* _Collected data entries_
#####

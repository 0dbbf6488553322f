//! # Kiosco Register Command Line
//!
//! Drives the register from a terminal or a script.
//!
//! ## Usage
//! ```bash
//! kiosco-register status
//! kiosco-register open Marta 1000
//! kiosco-register open Marta 0 --yes          # no opening cash
//! kiosco-register withdraw 500 Depósito banco
//! kiosco-register expense 120 Limpieza lavandina y trapos
//! kiosco-register close --yes
//! kiosco-register closures
//! kiosco-register export-transactions arqueo.csv
//! kiosco-register export-closures cierres.csv
//! kiosco-register import-legacy backup.json
//! ```
//!
//! Exit code 0 on success, 1 on a register error, 2 on bad usage.

use std::env;
use std::process::ExitCode;

use kiosco_core::closure::{average_per_sale, duration_hours, ClosureFilter, ClosureSort};
use kiosco_core::Money;
use kiosco_register::{init_tracing, Register, RegisterConfig, RegisterError};

const USAGE: &str = "\
Usage: kiosco-register <COMMAND>

Commands:
  status                           Storage backend and active shift totals
  open <admin> <amount> [--yes]    Open a shift (--yes to confirm zero cash)
  withdraw <amount> <note...>      Take cash out of the drawer
  expense <amount> <concept> [detail...]
                                   Pay an expense from the drawer
  close --yes                      Close the active shift (irreversible)
  closures                         List closed shifts, newest first
  export-transactions <path>       Write the active shift's CSV
  export-closures <path>           Write the closure history CSV
  import-legacy <path>             Import a JSON backup of the old register";

#[tokio::main]
async fn main() -> ExitCode {
    let args: Vec<String> = env::args().skip(1).collect();
    let Some(command) = args.first().map(String::as_str) else {
        println!("{USAGE}");
        return ExitCode::from(2);
    };
    if matches!(command, "--help" | "-h" | "help") {
        println!("{USAGE}");
        return ExitCode::SUCCESS;
    }

    let config = match RegisterConfig::load() {
        Ok(config) => config,
        Err(e) => {
            eprintln!("✗ {}", RegisterError::from(e));
            return ExitCode::FAILURE;
        }
    };
    init_tracing(config.log_filter.as_deref());

    match run(&config, command, &args[1..]).await {
        Ok(()) => ExitCode::SUCCESS,
        Err(CliError::Usage(message)) => {
            eprintln!("{message}");
            eprintln!();
            eprintln!("{USAGE}");
            ExitCode::from(2)
        }
        Err(CliError::Register(e)) => {
            eprintln!("✗ {e}");
            ExitCode::FAILURE
        }
    }
}

enum CliError {
    Usage(String),
    Register(RegisterError),
}

impl From<RegisterError> for CliError {
    fn from(err: RegisterError) -> Self {
        CliError::Register(err)
    }
}

fn amount(raw: Option<&String>) -> Result<Money, CliError> {
    let raw = raw.ok_or_else(|| CliError::Usage("missing amount".to_string()))?;
    raw.parse::<Money>()
        .map_err(|e| CliError::Register(RegisterError::validation(e.to_string())))
}

fn path(raw: Option<&String>) -> Result<&str, CliError> {
    raw.map(String::as_str)
        .ok_or_else(|| CliError::Usage("missing file path".to_string()))
}

async fn write_file(path: &str, contents: String) -> Result<(), CliError> {
    tokio::fs::write(path, contents).await.map_err(|e| {
        CliError::Register(RegisterError::internal(format!("cannot write {path}: {e}")))
    })
}

async fn run(config: &RegisterConfig, command: &str, args: &[String]) -> Result<(), CliError> {
    let confirmed = args.iter().any(|a| a == "--yes" || a == "-y");
    let words: Vec<&String> = args.iter().filter(|a| !a.starts_with("--")).collect();

    let register = Register::open(config).await?;

    match command {
        "status" => {
            let backend = register.storage_backend();
            println!("{}", register.store_name());
            println!("Storage: {} ({})", backend.label, backend.path.display());
            match register.get_active_shift().await? {
                Some(ledger) => {
                    let totals = ledger.totals();
                    println!();
                    println!("Active shift: {} since {}", ledger.shift.admin_name, ledger.shift.started_at);
                    println!("  Sales:          {}", ledger.sales_count());
                    println!("  Efectivo:       {}", totals.cash);
                    println!("  Transferencia:  {}", totals.transfer);
                    println!("  Expensa:        {}", totals.account_credit);
                    println!("  General:        {}", totals.general);
                }
                None => println!("No active shift"),
            }
        }
        "open" => {
            let admin = words
                .first()
                .ok_or_else(|| CliError::Usage("missing administrator name".to_string()))?;
            let cash = amount(words.get(1).copied())?;
            let ledger = register.open_shift(admin, cash, confirmed).await?;
            println!("✓ Shift opened for {} with {}", ledger.shift.admin_name, cash);
        }
        "withdraw" => {
            let cash = amount(words.first().copied())?;
            let note = words[1..].iter().map(|w| w.as_str()).collect::<Vec<_>>().join(" ");
            let w = register.record_withdrawal(cash, &note).await?;
            println!("✓ {} {} ({})", w.withdrawal_id, w.amount, w.receipt_number);
        }
        "expense" => {
            let cash = amount(words.first().copied())?;
            let concept = words.get(1).map(|w| w.as_str()).unwrap_or_default();
            let detail = words
                .iter()
                .skip(2)
                .map(|w| w.as_str())
                .collect::<Vec<_>>()
                .join(" ");
            let e = register.record_expense(cash, concept, &detail).await?;
            println!("✓ Expense {} {} ({})", e.concept, e.amount, e.receipt_number);
        }
        "close" => {
            let closure = register.close_shift(confirmed).await?;
            println!("✓ Shift of {} closed", closure.admin_name);
            println!("  Sales:          {}", closure.sales_count);
            println!("  Efectivo:       {}", closure.totals.cash);
            println!("  Transferencia:  {}", closure.totals.transfer);
            println!("  Expensa:        {}", closure.totals.account_credit);
            println!("  General:        {}", closure.totals.general);
        }
        "closures" => {
            let closures = register
                .list_closures(&ClosureFilter::default(), ClosureSort::default())
                .await?;
            if closures.is_empty() {
                println!("No closures yet");
            }
            for c in &closures {
                println!(
                    "{}  {:<20} {:>6.2} h  {:>4} sales  {:>14}  avg {}",
                    c.ended_at.format("%Y-%m-%d %H:%M"),
                    c.admin_name,
                    duration_hours(c),
                    c.sales_count,
                    c.totals.general.to_string(),
                    average_per_sale(c),
                );
            }
            let summary = register.closure_summary(&ClosureFilter::default()).await?;
            println!();
            println!("{} closures, {} sales, {} in total", summary.closures, summary.sales_count, summary.general);
        }
        "export-transactions" => {
            let target = path(words.first().copied())?;
            let ledger = register
                .get_active_shift()
                .await?
                .ok_or_else(|| RegisterError::from(kiosco_core::CoreError::NoActiveShift))?;
            let csv = register.export_transactions_csv(&ledger.shift.id).await?;
            write_file(target, csv).await?;
            println!("✓ Wrote {target}");
        }
        "export-closures" => {
            let target = path(words.first().copied())?;
            let csv = register
                .export_closures_csv(&ClosureFilter::default(), ClosureSort::default())
                .await?;
            write_file(target, csv).await?;
            println!("✓ Wrote {target}");
        }
        "import-legacy" => {
            let source = path(words.first().copied())?;
            let json = tokio::fs::read_to_string(source).await.map_err(|e| {
                CliError::Register(RegisterError::validation(format!("cannot read {source}: {e}")))
            })?;
            let report = register.import_legacy_json(&json).await?;
            println!("✓ Imported legacy data");
            println!("  Shifts:       {}", report.shifts);
            println!("  Sales:        {}", report.sales);
            println!("  Withdrawals:  {}", report.withdrawals);
            println!("  Expenses:     {}", report.expenses);
            println!("  Closures:     {}", report.closures);
            if report.skipped > 0 {
                println!("⚠ {} records skipped (see log)", report.skipped);
            }
        }
        other => return Err(CliError::Usage(format!("unknown command '{other}'"))),
    }

    Ok(())
}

#####

* _EXERCISE PROMPT_
The response should be an exact copy of every line above.

* _TASK ANSWER_
repository 0dbbf6488553322f
//! # Kiosco Register Command Line
//!
//! Drives the register from a terminal or a script.
//!
//! ## Usage
//! ```bash
//! kiosco-register status
//! kiosco-register open Marta 1000
//! kiosco-register open Marta 0 --yes          # no opening cash
//! kiosco-register withdraw 500 Depósito banco
//! kiosco-register expense 120 Limpieza lavandina y trapos
//! kiosco-register close --yes
//! kiosco-register closures
//! kiosco-register export-transactions arqueo.csv
//! kiosco-register export-closures cierres.csv
//! kiosco-register import-legacy backup.json
//! ```
//!
//! Exit code 0 on success, 1 on a register error, 2 on bad usage.

use std::env;
use std::process::ExitCode;

use kiosco_core::closure::{average_per_sale, duration_hours, ClosureFilter, ClosureSort};
use kiosco_core::Money;
use kiosco_register::{init_tracing, Register, RegisterConfig, RegisterError};

const USAGE: &str = "\
Usage: kiosco-register <COMMAND>

Commands:
  status                           Storage backend and active shift totals
  open <admin> <amount> [--yes]    Open a shift (--yes to confirm zero cash)
  withdraw <amount> <note...>      Take cash out of the drawer
  expense <amount> <concept> [detail...]
                                   Pay an expense from the drawer
  close --yes                      Close the active shift (irreversible)
  closures                         List closed shifts, newest first
  export-transactions <path>       Write the active shift's CSV
  export-closures <path>           Write the closure history CSV
  import-legacy <path>             Import a JSON backup of the old register";

#[tokio::main]
async fn main() -> ExitCode {
    let args: Vec<String> = env::args().skip(1).collect();
    let Some(command) = args.first().map(String::as_str) else {
        println!("{USAGE}");
        return ExitCode::from(2);
    };
    if matches!(command, "--help" | "-h" | "help") {
        println!("{USAGE}");
        return ExitCode::SUCCESS;
    }

    let config = match RegisterConfig::load() {
        Ok(config) => config,
        Err(e) => {
            eprintln!("✗ {}", RegisterError::from(e));
            return ExitCode::FAILURE;
        }
    };
    init_tracing(config.log_filter.as_deref());

    match run(&config, command, &args[1..]).await {
        Ok(()) => ExitCode::SUCCESS,
        Err(CliError::Usage(message)) => {
            eprintln!("{message}");
            eprintln!();
            eprintln!("{USAGE}");
            ExitCode::from(2)
        }
        Err(CliError::Register(e)) => {
            eprintln!("✗ {e}");
            ExitCode::FAILURE
        }
    }
}

enum CliError {
    Usage(String),
    Register(RegisterError),
}

impl From<RegisterError> for CliError {
    fn from(err: RegisterError) -> Self {
        CliError::Register(err)
    }
}

fn amount(raw: Option<&String>) -> Result<Money, CliError> {
    let raw = raw.ok_or_else(|| CliError::Usage("missing amount".to_string()))?;
    raw.parse::<Money>()
        .map_err(|e| CliError::Register(RegisterError::validation(e.to_string())))
}

fn path(raw: Option<&String>) -> Result<&str, CliError> {
    raw.map(String::as_str)
        .ok_or_else(|| CliError::Usage("missing file path".to_string()))
}

async fn write_file(path: &str, contents: String) -> Result<(), CliError> {
    tokio::fs::write(path, contents).await.map_err(|e| {
        CliError::Register(RegisterError::internal(format!("cannot write {path}: {e}")))
    })
}

async fn run(config: &RegisterConfig, command: &str, args: &[String]) -> Result<(), CliError> {
    let confirmed = args.iter().any(|a| a == "--yes" || a == "-y");
    let words: Vec<&String> = args.iter().filter(|a| !a.starts_with("--")).collect();

    let register = Register::open(config).await?;

    match command {
        "status" => {
            let backend = register.storage_backend();
            println!("{}", register.store_name());
            println!("Storage: {} ({})", backend.label, backend.path.display());
            match register.get_active_shift().await? {
                Some(ledger) => {
                    let totals = ledger.totals();
                    println!();
                    println!("Active shift: {} since {}", ledger.shift.admin_name, ledger.shift.started_at);
                    println!("  Sales:          {}", ledger.sales_count());
                    println!("  Efectivo:       {}", totals.cash);
                    println!("  Transferencia:  {}", totals.transfer);
                    println!("  Expensa:        {}", totals.account_credit);
                    println!("  General:        {}", totals.general);
                }
                None => println!("No active shift"),
            }
        }
        "open" => {
            let admin = words
                .first()
                .ok_or_else(|| CliError::Usage("missing administrator name".to_string()))?;
            let cash = amount(words.get(1).copied())?;
            let ledger = register.open_shift(admin, cash, confirmed).await?;
            println!("✓ Shift opened for {} with {}", ledger.shift.admin_name, cash);
        }
        "withdraw" => {
            let cash = amount(words.first().copied())?;
            let note = words[1..].iter().map(|w| w.as_str()).collect::<Vec<_>>().join(" ");
            let w = register.record_withdrawal(cash, &note).await?;
            println!("✓ {} {} ({})", w.withdrawal_id, w.amount, w.receipt_number);
        }
        "expense" => {
            let cash = amount(words.first().copied())?;
            let concept = words.get(1).map(|w| w.as_str()).unwrap_or_default();
            let detail = words
                .iter()
                .skip(2)
                .map(|w| w.as_str())
                .collect::<Vec<_>>()
                .join(" ");
            let e = register.record_expense(cash, concept, &detail).await?;
            println!("✓ Expense {} {} ({})", e.concept, e.amount, e.receipt_number);
        }
        "close" => {
            let closure = register.close_shift(confirmed).await?;
            println!("✓ Shift of {} closed", closure.admin_name);
            println!("  Sales:          {}", closure.sales_count);
            println!("  Efectivo:       {}", closure.totals.cash);
            println!("  Transferencia:  {}", closure.totals.transfer);
            println!("  Expensa:        {}", closure.totals.account_credit);
            println!("  General:        {}", closure.totals.general);
        }
        "closures" => {
            let closures = register
                .list_closures(&ClosureFilter::default(), ClosureSort::default())
                .await?;
            if closures.is_empty() {
                println!("No closures yet");
            }
            for c in &closures {
                println!(
                    "{}  {:<20} {:>6.2} h  {:>4} sales  {:>14}  avg {}",
                    c.ended_at.format("%Y-%m-%d %H:%M"),
                    c.admin_name,
                    duration_hours(c),
                    c.sales_count,
                    c.totals.general.to_string(),
                    average_per_sale(c),
                );
            }
            let summary = register.closure_summary(&ClosureFilter::default()).await?;
            println!();
            println!("{} closures, {} sales, {} in total", summary.closures, summary.sales_count, summary.general);
        }
        "export-transactions" => {
            let target = path(words.first().copied())?;
            let ledger = register
                .get_active_shift()
                .await?
                .ok_or_else(|| RegisterError::from(kiosco_core::CoreError::NoActiveShift))?;
            let csv = register.export_transactions_csv(&ledger.shift.id).await?;
            write_file(target, csv).await?;
            println!("✓ Wrote {target}");
        }
        "export-closures" => {
            let target = path(words.first().copied())?;
            let csv = register
                .export_closures_csv(&ClosureFilter::default(), ClosureSort::default())
                .await?;
            write_file(target, csv).await?;
            println!("✓ Wrote {target}");
        }
        "import-legacy" => {
            let source = path(words.first().copied())?;
            let json = tokio::fs::read_to_string(source).await.map_err(|e| {
                CliError::Register(RegisterError::validation(format!("cannot read {source}: {e}")))
            })?;
            let report = register.import_legacy_json(&json).await?;
            println!("✓ Imported legacy data");
            println!("  Shifts:       {}", report.shifts);
            println!("  Sales:        {}", report.sales);
            println!("  Withdrawals:  {}", report.withdrawals);
            println!("  Expenses:     {}", report.expenses);
            println!("  Closures:     {}", report.closures);
            if report.skipped > 0 {
                println!("⚠ {} records skipped (see log)", report.skipped);
            }
        }
        other => return Err(CliError::Usage(format!("unknown command '{other}'"))),
    }

    Ok(())
}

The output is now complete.